→ Problem requirements
Work out how many lines in the material below hold the word "watch". Write only the number.

### Information supplied ###

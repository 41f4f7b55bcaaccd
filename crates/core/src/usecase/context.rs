use std::sync::Arc;
use std::time::Duration;

use parking_lot::Mutex;
use serde::Serialize;
use tokio::sync::watch;
use tokio::task::JoinHandle;

use crate::domain::engine::{EngineHealth, EngineKind};
use crate::domain::error::StoreError;
use crate::domain::settings::ForgeSettings;
use crate::infra::artifacts::ArtifactStore;
use crate::infra::dead_letter::{DeadLetterSink, StoreDeadLetterSink};
use crate::infra::metrics::{Metrics, MetricsSummary};
use crate::infra::queue::TaskQueue;
use crate::infra::storage::{JobRepository, KvStore, VoiceProfileRepository};
use crate::infra::tts::EngineFactory;
use crate::usecase::circuit_breaker::{BreakerRegistry, BreakerState};
use crate::usecase::feature_flags::FeatureFlags;
use crate::usecase::job_manager::JobManager;
use crate::usecase::retry::{LogReclaimer, MemoryReclaimer, RetryPolicy};
use crate::usecase::router::EngineRouter;
use crate::usecase::worker::{JobProcessor, ProcessorDeps, WorkerPool};

/// エンジン1つ分の状態
#[derive(Debug, Clone, Serialize)]
pub struct EngineStatus {
    pub engine: EngineKind,
    pub health: EngineHealth,
    pub breaker: BreakerState,
}

/// 外部のヘルスエンドポイント向け
#[derive(Debug, Clone, Serialize)]
pub struct ForgeHealth {
    pub running: bool,
    pub engines: Vec<EngineStatus>,
    pub metrics: MetricsSummary,
}

struct Running {
    pool: WorkerPool,
    housekeeping: JoinHandle<()>,
}

/// プロセス内の共有部品をまとめたもの。
///
/// ブレーカー、フラグ、エンジンキャッシュ、メトリクスはここで1つだけ作り、
/// 全ワーカーで共有する。グローバル変数は使わない。
pub struct ForgeContext {
    settings: ForgeSettings,
    store: Arc<dyn KvStore>,
    queue: Arc<dyn TaskQueue>,
    manager: Arc<JobManager>,
    voices: VoiceProfileRepository,
    factory: Arc<EngineFactory>,
    breakers: Arc<BreakerRegistry>,
    flags: Arc<FeatureFlags>,
    router: Arc<EngineRouter>,
    dead_letters: Arc<dyn DeadLetterSink>,
    metrics: Arc<Metrics>,
    processor: Arc<JobProcessor>,
    shutdown: watch::Sender<bool>,
    running: Mutex<Option<Running>>,
}

impl ForgeContext {
    pub fn new(
        settings: ForgeSettings,
        store: Arc<dyn KvStore>,
        queue: Arc<dyn TaskQueue>,
    ) -> Result<Self, StoreError> {
        Self::with_reclaimer(settings, store, queue, Arc::new(LogReclaimer))
    }

    pub fn with_reclaimer(
        settings: ForgeSettings,
        store: Arc<dyn KvStore>,
        queue: Arc<dyn TaskQueue>,
        reclaimer: Arc<dyn MemoryReclaimer>,
    ) -> Result<Self, StoreError> {
        let artifacts = ArtifactStore::open(settings.storage.artifact_dir())?;
        let metrics = Arc::new(Metrics::new());
        let dead_letters: Arc<dyn DeadLetterSink> = Arc::new(StoreDeadLetterSink::new(
            store.clone(),
            Duration::from_secs(settings.dead_letter.retention_secs),
        ));
        let manager = Arc::new(JobManager::new(
            JobRepository::new(
                store.clone(),
                settings.storage.job_ttl_secs.map(Duration::from_secs),
            ),
            queue.clone(),
            dead_letters.clone(),
            metrics.clone(),
            settings.limits.clone(),
            settings.worker.queue_name.clone(),
            settings.dead_letter.failure_threshold,
            Duration::from_secs(settings.worker.lease_secs),
        ));
        let voices = VoiceProfileRepository::new(store.clone(), artifacts.clone());
        let factory = Arc::new(EngineFactory::new(settings.engines.clone()));
        let breakers = Arc::new(BreakerRegistry::new(settings.breaker.clone()));
        let flags = Arc::new(FeatureFlags::new(settings.rollout.clone()));
        let router = Arc::new(EngineRouter::new(
            flags.clone(),
            breakers.clone(),
            settings.engines.clone(),
        ));

        let processor = Arc::new(JobProcessor::new(ProcessorDeps {
            manager: manager.clone(),
            voices: voices.clone(),
            artifacts,
            factory: factory.clone(),
            breakers: breakers.clone(),
            router: router.clone(),
            reclaimer,
            metrics: metrics.clone(),
            retry: RetryPolicy::new(&settings.retry),
            engines: settings.engines.clone(),
            voice_ttl_secs: settings.storage.voice_profile_ttl_secs,
        }));

        let (shutdown, _) = watch::channel(false);

        Ok(Self {
            settings,
            store,
            queue,
            manager,
            voices,
            factory,
            breakers,
            flags,
            router,
            dead_letters,
            metrics,
            processor,
            shutdown,
            running: Mutex::new(None),
        })
    }

    // ==================== Accessors ====================

    pub fn settings(&self) -> &ForgeSettings {
        &self.settings
    }

    pub fn manager(&self) -> &Arc<JobManager> {
        &self.manager
    }

    pub fn voices(&self) -> &VoiceProfileRepository {
        &self.voices
    }

    pub fn factory(&self) -> &Arc<EngineFactory> {
        &self.factory
    }

    pub fn breakers(&self) -> &Arc<BreakerRegistry> {
        &self.breakers
    }

    pub fn flags(&self) -> &Arc<FeatureFlags> {
        &self.flags
    }

    pub fn router(&self) -> &Arc<EngineRouter> {
        &self.router
    }

    pub fn dead_letters(&self) -> &Arc<dyn DeadLetterSink> {
        &self.dead_letters
    }

    pub fn metrics(&self) -> MetricsSummary {
        self.metrics.summary()
    }

    // ==================== Lifecycle ====================

    pub fn is_running(&self) -> bool {
        self.running.lock().is_some()
    }

    /// ワーカープールと定期掃除を起動する。二重起動は無視する。
    pub fn start(&self) {
        let mut running = self.running.lock();
        if running.is_some() {
            log::warn!("ワーカープールは既に起動済み");
            return;
        }
        self.shutdown.send_replace(false);

        let pool = WorkerPool::spawn(
            self.processor.clone(),
            self.queue.clone(),
            self.settings.worker.queue_name.clone(),
            self.settings.worker.pool_size,
            self.shutdown.subscribe(),
        );
        let housekeeping = tokio::spawn(housekeeping_loop(
            self.store.clone(),
            self.voices.clone(),
            Duration::from_secs(self.settings.storage.housekeeping_secs.max(1)),
            self.shutdown.subscribe(),
        ));
        log::info!(
            "ワーカープール起動: {} ワーカー (queue={})",
            pool.size(),
            self.settings.worker.queue_name
        );
        *running = Some(Running { pool, housekeeping });
    }

    /// 新規の取り出しを止め、処理中のジョブが区切りに着くのを待つ。
    /// リトライ待ちのジョブは PENDING のまま残り、再配信で拾い直される。
    pub async fn shutdown(&self) {
        let Some(running) = self.running.lock().take() else {
            return;
        };
        log::info!("ワーカープール停止中");
        self.shutdown.send_replace(true);
        running.pool.join().await;
        if let Err(e) = running.housekeeping.await {
            log::error!("定期掃除タスクが異常終了: {e}");
        }
        self.queue.close();
        log::info!("ワーカープール停止");
    }

    /// 期限切れレコードの物理削除と孤児アーティファクトの回収
    pub fn run_housekeeping(&self) -> Result<(usize, usize), StoreError> {
        housekeeping(self.store.as_ref(), &self.voices)
    }

    /// エンジン準備状態、ブレーカー、メトリクス
    pub async fn health(&self) -> ForgeHealth {
        let engines = self
            .factory
            .health_report()
            .await
            .into_iter()
            .map(|(engine, health)| EngineStatus {
                engine,
                health,
                breaker: self.breakers.get(engine).state(),
            })
            .collect();
        ForgeHealth {
            running: self.is_running(),
            engines,
            metrics: self.metrics.summary(),
        }
    }
}

fn housekeeping(
    store: &dyn KvStore,
    voices: &VoiceProfileRepository,
) -> Result<(usize, usize), StoreError> {
    let purged = store.purge_expired()?;
    let reaped = voices.reap_orphans()?;
    if purged > 0 || reaped > 0 {
        log::info!("掃除: 期限切れ {purged} 件, 孤児アーティファクト {reaped} 件");
    }
    Ok((purged, reaped))
}

async fn housekeeping_loop(
    store: Arc<dyn KvStore>,
    voices: VoiceProfileRepository,
    interval: Duration,
    mut shutdown: watch::Receiver<bool>,
) {
    let mut ticker = tokio::time::interval(interval);
    loop {
        tokio::select! {
            _ = ticker.tick() => {
                if let Err(e) = housekeeping(store.as_ref(), &voices) {
                    log::warn!("定期掃除に失敗: {e}");
                }
            }
            _ = shutdown.changed() => break,
        }
        if *shutdown.borrow() {
            break;
        }
    }
}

###

→ Completed task
4